Routes of administration/doses
The adult oral dose is 100–800 mg 12-hourly. The drug may also be administered intravenously as a 5–20 mg bolus injected over 2 minutes, with subsequent increments to a maximum adult dose of 200 mg, or by infusion (diluted in glucose or glucose saline) at the rate of 20–160 mg/hour. When administered intravenously, labetalol acts in 5–30 minutes and has a mean duration of action of 50 minutes.
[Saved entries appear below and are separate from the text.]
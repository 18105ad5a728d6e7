//! Room access tokens
//!
//! Tokens are JWTs minted by the application server. The client only reads
//! the claims; the signaling server verifies the signature.

use huddle_protocol::TokenClaims;
use jsonwebtoken::{DecodingKey, Validation};
use serde::{Deserialize, Serialize};

use crate::error::{EngineError, Result};

/// Read the claims of `token` without verifying its signature
pub fn decode_claims(token: &str) -> Result<TokenClaims> {
    let mut validation = Validation::default();
    validation.insecure_disable_signature_validation();
    validation.validate_exp = false;
    validation.validate_aud = false;
    validation.required_spec_claims.clear();

    let data = jsonwebtoken::decode::<TokenClaims>(token, &DecodingKey::from_secret(&[]), &validation)
        .map_err(|e| EngineError::Token(e.to_string()))?;

    if data.claims.user.is_empty() || data.claims.room.is_empty() {
        return Err(EngineError::Token("token has no user or room".to_string()));
    }

    Ok(data.claims)
}

#[derive(Serialize)]
struct TestTokenRequest<'a> {
    secret: &'a str,
    room: &'a str,
    user: &'a str,
}

#[derive(Deserialize)]
struct TestTokenResponse {
    s: i64,
    e: Option<String>,
    d: Option<TestTokenData>,
}

#[derive(Deserialize)]
struct TestTokenData {
    token: String,
}

/// Status codes above this are errors
const TEST_TOKEN_MAX_OK_STATUS: i64 = 10_000;

/// Ask a development token endpoint for a room token
pub async fn fetch_test_token(url: &str, secret: &str, room: &str, user: &str) -> Result<String> {
    let client = reqwest::Client::new();
    let response = client
        .post(url)
        .json(&TestTokenRequest { secret, room, user })
        .send()
        .await
        .map_err(|e| EngineError::Token(e.to_string()))?;

    if !response.status().is_success() {
        let status = response.status();
        let text = response.text().await.unwrap_or_default();
        return Err(EngineError::Token(format!(
            "token request failed with status {}: {}",
            status, text
        )));
    }

    let body: TestTokenResponse = response
        .json()
        .await
        .map_err(|e| EngineError::Token(e.to_string()))?;

    parse_test_token(body)
}

fn parse_test_token(body: TestTokenResponse) -> Result<String> {
    if body.s > TEST_TOKEN_MAX_OK_STATUS {
        return Err(EngineError::Token(
            body.e.unwrap_or_else(|| format!("token server status {}", body.s)),
        ));
    }

    body.d
        .map(|d| d.token)
        .ok_or_else(|| EngineError::Token("token server returned no token".to_string()))
}
use huddle_protocol::{IceServer, IceTransportPolicy};

use crate::error::{EngineError, Result};

/// Connection state of a session engine
#[derive(Debug, Clone, Copy, PartialEq, Eq)]
pub enum SessionState {
    New,
    Connecting,
    Connected,
    /// Terminal: a new join needs a new engine
    Disconnected,
}

impl SessionState {
    pub fn can_transition_to(self, next: SessionState) -> bool {
        use SessionState::*;
        matches!(
            (self, next),
            (New, Connecting)
                | (New, Disconnected)
                | (Connecting, Connected)
                | (Connecting, Disconnected)
                | (Connected, Disconnected)
        )
    }
}

impl std::fmt::Display for SessionState {
    fn fmt(&self, f: &mut std::fmt::Formatter<'_>) -> std::fmt::Result {
        let name = match self {
            SessionState::New => "new",
            SessionState::Connecting => "connecting",
            SessionState::Connected => "connected",
            SessionState::Disconnected => "disconnected",
        };
        f.write_str(name)
    }
}

/// Identity and connection parameters of the local participant
#[derive(Debug, Clone)]
pub struct Session {
    pub state: SessionState,
    pub local_user_id: Option<String>,
    pub room: Option<String>,
    pub ice_servers: Vec<IceServer>,
    pub ice_transport_policy: IceTransportPolicy,
}

impl Default for Session {
    fn default() -> Self {
        Self {
            state: SessionState::New,
            local_user_id: None,
            room: None,
            ice_servers: Vec::new(),
            ice_transport_policy: IceTransportPolicy::All,
        }
    }
}

impl Session {
    /// Move to `next`. Returns `Ok(false)` if already there.
    pub fn transition(&mut self, next: SessionState) -> Result<bool> {
        if self.state == next {
            return Ok(false);
        }
        if !self.state.can_transition_to(next) {
            return Err(EngineError::InvalidState(format!(
                "cannot move from {} to {}",
                self.state, next
            )));
        }

        tracing::debug!("Session state {} -> {}", self.state, next);
        self.state = next;
        Ok(true)
    }
}
/// What the local media stack supports.
///
/// Detected once at startup and handed to the negotiation engine; nothing
/// downstream inspects the platform on its own.
#[derive(Debug, Clone, Copy, PartialEq, Eq)]
pub struct PlatformCapabilities {
    /// SDP uses one m-line per track
    pub unified_plan: bool,
    /// Receive-only offers need explicit recv-only transceivers rather than
    /// offer options
    pub explicit_receive_transceivers: bool,
}

impl PlatformCapabilities {
    /// Capabilities of the built-in webrtc-rs stack
    pub fn detect() -> Self {
        let capabilities = Self {
            unified_plan: true,
            explicit_receive_transceivers: true,
        };
        tracing::debug!("Platform capabilities: {:?}", capabilities);
        capabilities
    }

    /// Value of the `planb` flag sent with `join`
    pub fn plan_b(&self) -> bool {
        !self.unified_plan
    }
}

impl Default for PlatformCapabilities {
    fn default() -> Self {
        Self::detect()
    }
}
Patients should remain supine, whilst receiving the drug via the intravenous route, and subsequently assume the upright position cautiously, as profound postural hypotension may occur.
Effects
CVS
Intravenous labetalol causes a 20% (greater in hypertensive patients) decrease in the systolic and diastolic blood pressure; the heart rate and cardiac output may decrease by 10%. The drug reduces the systemic vascular resistance by 14%; limb blood flow increases, and coronary vascular resistance may decrease. Labetalol inhibits platelet aggregation in vitro.
RS
With single doses, the drug has no effect on forced expiratory volume in 1 second (FEV1), forced vital capacity (FVC), or specific airways resistance in patients with obstructive airways disease. Chronic use of the drug has no clinically significant effect on respiratory function.
GU
Labetalol decreases renal vascular resistance by 20%, leading to an increase in the renal blood flow. The glomerular filtration rate, however, remains unchanged.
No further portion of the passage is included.